Он медленно и спокойно приближался к ней, а она со стесненным дыханием думала о том, почему она не может вырвать его из своего сердца, почему она теперь, когда их положение становится таким опасным, все еще считает смыслом своей жизни этого человека, который рвется домой, к другой женщине. И она призналась себе, что план, который возник в ее мозгу почти в тот же момент, когда она узнала о грозных новостях, пожалуй, не созрел бы так быстро, если бы он не был связан с возможностью для нее сопровождать этого парня, Гришу, на его пути.
Гриша сел возле нее, скрутил ей цигарку из газетной бумаги и трубочного табака. Но она отшвырнула цигарку и молча протянула ему пачку хороших русских папирос из запасов Айзика Менахема. Он засмеялся: у нее всегда было припасено что-нибудь получше, чем у него. Затем он спросил серьезно — она в это время отодвинула миску наискосок от себя, — что же она в самом деле придумала против надвинувшейся опасности?
— А тебе какая забота? Тебя ведь это не касается!
Гриша ударил рукой по колену: это, мол, дела не меняет. И она посвятила его в свой план.
— Через пять дней, когда плот будет готов, двое ребят отправятся вниз по течению, по Вилии, под видом сплавщиков. И возьмут тебя с собой до конечного пункта. Половодье, конечно, опасная штука, но что поделаешь? Твоя дорога еще опаснее.
Гриша сидел, смущенный от радости, не смея, однако, обнаружить ее. Он взял Бабку за руку.
— Ты мне словно мать родная или ротный фельдфебель, Бабка, — сказал он, — но пока я не узнаю, как думаешь спастись ты с товарищами, я не уйду.
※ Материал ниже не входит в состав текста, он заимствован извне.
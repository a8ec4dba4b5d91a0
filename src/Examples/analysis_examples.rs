// Copyright (c)  by Gleb E. Zaslavkiy
//MIT License
#![allow(non_snake_case)]

use crate::analysis::config::{AnalysisConfig, RangeSettings};
use crate::analysis::domain::analyze_domain;
use crate::analysis::intersections::find_intersections;
use crate::analysis::point_eval::evaluate_at;
use crate::analysis::range::{RangeStrategy, estimate_range};
use crate::analysis::report::{analyze, analyze_parallel};
use crate::numerical::bisection::{ScalarRootFinder, bisection};
use crate::numerical::sampling::sample;
use crate::symbolic::parse_expr::normalize;
use crate::symbolic::symbolic_lambdify::compile;
use strum::IntoEnumIterator;

/// Functions used by the worked examples and the benchmarks.
pub const EXAMPLE_FUNCTIONS: [&str; 8] = [
    "x^2 - 4",
    "1/x",
    "sqrt(x)",
    "log(x - 1)",
    "sin(x)",
    "x/(x^2 + 1)",
    "tan(x)",
    "x*sin(x) + x^2",
];

#[allow(dead_code)]
pub fn analysis_examples(example: usize) {
    match example {
        0 => {
            // FULL REPORT
            // parse, analyze and print everything about one function
            for input in EXAMPLE_FUNCTIONS {
                match analyze(input, &AnalysisConfig::default()) {
                    Ok(report) => {
                        println!("{}", report);
                        println!("{}", report.intercepts_table());
                    }
                    Err(err) => println!("{}: {}", input, err),
                }
            }
        }
        1 => {
            // DOMAIN WITH JUSTIFICATION
            let input = "sqrt(x)/(x - 4) + ln(x + 1)";
            let expr = match normalize(input) {
                Ok(expr) => expr,
                Err(err) => return println!("{}: {}", input, err),
            };
            let domain = analyze_domain(&expr);
            println!("domain of {} = {}", input, domain.domain);
            for step in &domain.steps {
                println!("  {}", step);
            }
            // constraints the solver could not resolve are listed but not enforced
            for constraint in domain.unresolved() {
                println!("  unresolved {} constraint on {}", constraint.kind, constraint.source);
            }
        }
        2 => {
            // RANGE, STRATEGY BY STRATEGY
            let settings = RangeSettings::default();
            for input in ["x^2 - 4", "1/x", "x/(x^2 + 1)"] {
                let Ok(expr) = normalize(input) else { continue };
                for strategy in RangeStrategy::iter() {
                    match strategy.attempt(&expr, &settings) {
                        Ok(range) => println!("{}: {} gives {}", input, strategy, range),
                        Err(reason) => println!("{}: {} inconclusive ({})", input, strategy, reason),
                    }
                }
                println!("{}: range = {}", input, estimate_range(&expr));
            }
        }
        3 => {
            // AXIS INTERSECTIONS
            for input in ["x^2 - 2", "sin(x)", "cos(x) - x", "exp(x) + 1"] {
                let Ok(expr) = normalize(input) else { continue };
                let found = find_intersections(&expr);
                println!(
                    "{}: x-intercepts {:?}, y-intercept {}, by {}",
                    input, found.x_roots, found.y0, found.method
                );
            }
        }
        4 => {
            // VALUE AT A POINT WITH DERIVATION
            let Ok(expr) = normalize("(x^2 - 1)/(x + 2)") else { return };
            for point in [3.0, -2.0] {
                let evaluation = evaluate_at(&expr, point);
                for line in &evaluation.trace {
                    println!("{}", line);
                }
            }
        }
        5 => {
            // SAMPLES AND THE VALUE TABLE
            let Ok(expr) = normalize("1/(x - 1)") else { return };
            let Ok(callable) = compile(&expr) else { return };
            let samples = sample(&callable, (0.0, 2.0), 0.25);
            println!("samples {:?}", samples);
            if let Ok(report) = analyze("1/(x - 1)", &AnalysisConfig::default()) {
                println!("{}", report.values_table());
            }
        }
        6 => {
            // BISECTION ON A COMPILED FUNCTION AND ON A CLOSURE
            let Ok(expr) = normalize("x^3 - x - 2") else { return };
            let Ok(callable) = compile(&expr) else { return };
            let mut finder = ScalarRootFinder::new();
            finder.set_tolerance(1e-10);
            finder.set_max_iterations(100);
            match finder.bisection(&callable, 1.0, 2.0) {
                Ok(result) => println!("{:?}", result),
                Err(err) => println!("bisection failed: {}", err),
            }
            match bisection(|x: f64| x.cos() - x, 0.0, 1.0, 1e-8) {
                Ok(root) => println!("cos(x) = x at {}", root),
                Err(err) => println!("bisection failed: {}", err),
            }
        }
        7 => {
            // CUSTOM SETTINGS DOCUMENT AND PARALLEL ANALYSIS
            let document = "roots window: -20, 20 max_roots: 20 \n samples window: -5, 5 step: 0.5";
            let config = match AnalysisConfig::from_document(document) {
                Ok(config) => config,
                Err(err) => return println!("bad settings: {}", err),
            };
            match analyze_parallel("sin(x)", &config) {
                Ok(report) => println!("{}", report.with_point(1.5)),
                Err(err) => println!("{}", err),
            }
        }
        _ => {
            println!("example {} does not exist", example);
        }
    }
}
Бабка недоверчиво смотрела на него, слабо улыбаясь. «Доброе слово иной раз лучше водки», — подумала она.
— Очень я благодарна тебе, но оставаться всем вместе все равно нельзя. Передвигаться большим отрядом тоже не резон — это вроде, как лисице прогуливаться по аллее в усадьбе помещика. Мы попытаемся тремя группами добраться до Вильно — сплавщиками и плотовщиками. Документы для немцев — они пойдут за старших на плотах — уже заказаны и обойдутся всего марок в шестьдесят. А там, в Вильно, будет видно. Конечно, очень трудно и дорого раздобыть бумаги для каждого в отдельности. Да и оставаться в большом городе опасно: того и гляди, могут выдать. Лучше синицу в руки, чем журавля в небе. Ты, Гриша, вместе с Федюшкой и Отто Вильдом отправитесь первыми, а через три недели бараки будут пусты, как прошлогодняя еловая шишка. Они кинутся искать нас на лошадях, а мы будем гостить у рыб. Они вздумают ловить нас сетями, а мы будем отсиживаться в домах, словно кошки, в Вильно, — закончила она торжествующе, вытерла рот рукой, а руку об юбку и закурила папиросу от лучинки, поданной ей Гришей.
Но его восхищенный взгляд был ей гораздо приятнее, чем дым хорошей папиросы, которой она уж давно не баловалась.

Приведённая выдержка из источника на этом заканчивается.